Как мы дошли до такой жизни? Мы с семьёй переехали в Петербург в 1994 году. Первые два года было опасно, но потом успокоилось, и в детстве я всегда гулял по Купчино без присмотра. Конечно, всегда были молодёжные драки в формате «ты не с нашего района», между субкультурами и группами, но преступности не было. Когда она началась? В 2002-м у нас в подъезде напали на девушку. Потом в течении 4 лет меня раз в год пытались ограбить. Первый раз я отдал всё, потом половину, потом научился отбиваться. Стал носить в кармане нож и одеваться более агрессивно.

– Стой, ублюдок!

На улице послышались какие-то хлопки, стуки, возня. Видимо девушку дома ждал парень. Ему потребовалось две минуты, чтобы спуститься вниз. Нам с братом и соседом обычно хватало от минуты до двух, но мы всегда опаздывали. Всегда жертв успевали грабить. Был случай, когда была драка в лифте, минут пять. Он ездил туда-обратно и мы не могли его остановить. А когда лифт открылся, вышли два избитых парня и было непонятно, кто на кого напал.

– Пойдём домой.

Я поймал себя на мысли, что нападения ночью за окном давно стали обыденностью. Каждую неделю слышались крики или потасовки. Мы выбегали не каждый раз, некоторые были далеко, и было непонятно куда бежать.

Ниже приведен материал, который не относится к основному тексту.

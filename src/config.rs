// src/config.rs

//! Loads and validates the shared configuration each `Client` reads under
//! the shared-context lock: flush/polling cadences, the streaming/offline/
//! background-updating toggles, and the mobile keys routing a client to its
//! environment.

use crate::core::errors::FlagsError;
use serde::{Deserialize, Serialize};
use std::collections::HashMap;
use std::time::Duration;

fn default_events_flush_interval_millis() -> u64 {
    5_000
}
fn default_polling_interval_millis() -> u64 {
    30_000
}
fn default_background_polling_interval_millis() -> u64 {
    3_600_000
}
fn default_streaming() -> bool {
    true
}
fn default_stream_base_url() -> String {
    "https://stream.flagcore.example".to_string()
}
fn default_polling_base_url() -> String {
    "https://client.flagcore.example".to_string()
}
fn default_events_base_url() -> String {
    "https://events.flagcore.example".to_string()
}

/// Shared, read-only configuration for one or more `Client`s, guarded (per
/// spec §5's lock hierarchy) by a reader-writer lock separate from any
/// per-client lock.
#[derive(Serialize, Deserialize, Debug, Clone)]
#[serde(rename_all = "camelCase")]
pub struct ClientConfig {
    /// Routing credential for the primary environment.
    pub mobile_key: String,

    /// Additional environment name -> mobile key pairs, each surfaced through
    /// the registry (§4.7) as a secondary `Client`.
    #[serde(default)]
    pub secondary_mobile_keys: HashMap<String, String>,

    #[serde(default = "default_events_flush_interval_millis")]
    pub events_flush_interval_millis: u64,

    #[serde(default = "default_polling_interval_millis")]
    pub polling_interval_millis: u64,

    #[serde(default = "default_background_polling_interval_millis")]
    pub background_polling_interval_millis: u64,

    #[serde(default)]
    pub disable_background_updating: bool,

    #[serde(default = "default_streaming")]
    pub streaming: bool,

    #[serde(default)]
    pub offline: bool,

    #[serde(default = "default_stream_base_url")]
    pub stream_base_url: String,

    #[serde(default = "default_polling_base_url")]
    pub polling_base_url: String,

    #[serde(default = "default_events_base_url")]
    pub events_base_url: String,
}

impl Default for ClientConfig {
    fn default() -> Self {
        Self {
            mobile_key: String::new(),
            secondary_mobile_keys: HashMap::new(),
            events_flush_interval_millis: default_events_flush_interval_millis(),
            polling_interval_millis: default_polling_interval_millis(),
            background_polling_interval_millis: default_background_polling_interval_millis(),
            disable_background_updating: false,
            streaming: default_streaming(),
            offline: false,
            stream_base_url: default_stream_base_url(),
            polling_base_url: default_polling_base_url(),
            events_base_url: default_events_base_url(),
        }
    }
}

impl ClientConfig {
    /// Builds a config programmatically for a single mobile key, the common
    /// path for an embedding mobile/client SDK rather than a TOML file on disk.
    pub fn for_mobile_key(mobile_key: impl Into<String>) -> Self {
        Self {
            mobile_key: mobile_key.into(),
            ..Self::default()
        }
    }

    /// Reads and validates a `ClientConfig` from a TOML file, mirroring
    /// `spineldb::config::Config::from_file`'s read-parse-validate shape.
    pub fn from_file(path: &str) -> Result<Self, FlagsError> {
        let settings = config::Config::builder()
            .add_source(config::File::with_name(path))
            .build()?;
        let cfg: ClientConfig = settings.try_deserialize()?;
        cfg.validate()?;
        Ok(cfg)
    }

    fn validate(&self) -> Result<(), FlagsError> {
        if self.mobile_key.is_empty() {
            return Err(FlagsError::InvalidConfig(
                "mobileKey must not be empty".to_string(),
            ));
        }
        if self.events_flush_interval_millis == 0 {
            return Err(FlagsError::InvalidConfig(
                "eventsFlushIntervalMillis must be greater than zero".to_string(),
            ));
        }
        if self.polling_interval_millis == 0 {
            return Err(FlagsError::InvalidConfig(
                "pollingIntervalMillis must be greater than zero".to_string(),
            ));
        }
        Ok(())
    }

    pub fn events_flush_interval(&self) -> Duration {
        Duration::from_millis(self.events_flush_interval_millis)
    }

    pub fn polling_interval(&self) -> Duration {
        Duration::from_millis(self.polling_interval_millis)
    }

    pub fn background_polling_interval(&self) -> Duration {
        Duration::from_millis(self.background_polling_interval_millis)
    }
}

#[cfg(test)]
mod tests {
    use super::*;

    #[test]
    fn defaults_are_sane() {
        let cfg = ClientConfig::for_mobile_key("mob-123");
        assert!(cfg.streaming);
        assert!(!cfg.offline);
        assert_eq!(cfg.events_flush_interval(), Duration::from_millis(5_000));
    }

    #[test]
    fn validate_rejects_empty_mobile_key() {
        let cfg = ClientConfig::default();
        assert!(cfg.validate().is_err());
    }
}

Через пять минут я смог встать. Стресс от выделенного, но так и не использованного адреналина терзал тело, меня трясло. Я пошёл на кухню и заварил чай, находясь в полной решимости покинуть эту страну. Во многих американских фильмах нам показывают, как трудится герой из неблагополучного района, чтобы выбиться в люди. Мне перебраться в другой район было несложно, особенно с моим доходом. Но ты выходишь на улицу, и весь город – как один неблагополучный район.

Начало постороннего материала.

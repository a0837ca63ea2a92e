// src/core/flag.rs

//! The flag record (spec §3). Reference counting is realized as `Arc`: the
//! store hands out clones of the `Arc` from `get`, so a reader's handle
//! outlives the store replacing or deleting the entry, with reclamation on
//! the last clone's drop. No manual refcount field is needed.

use crate::core::value::{EvaluationReason, FlagValue};
use serde::Deserialize;

/// A single versioned flag record, as stored by the Flag Store and returned
/// (wrapped in `Arc`) by `FlagStore::get`.
#[derive(Debug, Clone, PartialEq)]
pub struct FlagRecord {
    pub key: String,
    pub value: FlagValue,
    pub version: i64,
    pub variation_index: Option<i64>,
    pub reason: Option<EvaluationReason>,
}

impl FlagRecord {
    pub fn new(key: impl Into<String>, value: FlagValue, version: i64) -> Self {
        Self {
            key: key.into(),
            value,
            version,
            variation_index: None,
            reason: None,
        }
    }
}

/// The wire shape of one flag record inside a "put"/"patch"/"delete"
/// payload, matching the attributes the source reads off each map entry in
/// `applypatch`/`LDi_onstreameventput`. `value` is absent on delete payloads.
#[derive(Debug, Clone, Deserialize)]
pub struct FlagRecordPayload {
    #[serde(default)]
    pub value: Option<FlagValue>,
    pub version: i64,
    #[serde(default, rename = "variation")]
    pub variation_index: Option<i64>,
    #[serde(default)]
    pub reason: Option<EvaluationReason>,
}

impl FlagRecordPayload {
    pub fn into_record(self, key: &str) -> FlagRecord {
        FlagRecord {
            key: key.to_string(),
            value: self.value.unwrap_or(FlagValue::Null),
            version: self.version,
            variation_index: self.variation_index,
            reason: self.reason,
        }
    }
}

Среди моих друзей есть те, кто живёт внутри садового кольца. У них всегда всё хорошо, они улыбаются, смеются и не понимают, почему мы рассказываем такие страсти. Они живут в этом выдуманном мире внутри земляного вала и не представляют жизнь другой. Для профилактики я катаю их на метро в спальные районы столицы. Это сильно отрезвляет. Некоторые из них после этого подолгу со мной не разговаривают.

О том, как милицию довели до жизни такой:

У меня есть теория на этот счёт. Среди людей чисто статистически появляются преступники. И дело полиции их ловить. Если преступников не ловить, они в своей массе «накапливаются», наглеют и их становится слишком много. После достижения некоей критической массы, жизнь становится похожа на джунгли, охотничьи угодья для этих уродов. Мы момент этой критической массы уже давно прошли. Кажется, эта теория называется теорией разбитого окна.

Менты тоже не в восторге от всего происходящего. Я много общался с ними на эту тему, вот лучшие цитаты из этих бесед:

«Всё пошло коту под хвост, когда провели первую реформу. Они уволили всех стариков, которые умели работать и набрали молодёжь. Прервалась цепь, когда старшие учили младших», – говорит бывший участковый, ставший таксистом.

«А потом вторая реформа пошла. Раньше было по одному участковому на 2 тысячи человек, сейчас – один на 10 тысяч человек, обещали сделать на 30 тысяч. Что я могу сделать, когда у меня участок, который я в принципе никогда обойти не смогу?», – продолжает он.

«А ты знаешь, что приняв у тебя заявление, следак должен будет написать 6 бумажек в контролирующие органы? Что ты слушаешь эти либеральные СМИ, это из-за них у нас на каждого мента в поле по 6 ментов-чиновников, которые никогда из кабинета не выходят и следят, чтобы они ничего не натворили. Мешают работать, шага сделать нельзя», – говорит подполковник милиции на пенсии, сидя со мной за чашкой кофе.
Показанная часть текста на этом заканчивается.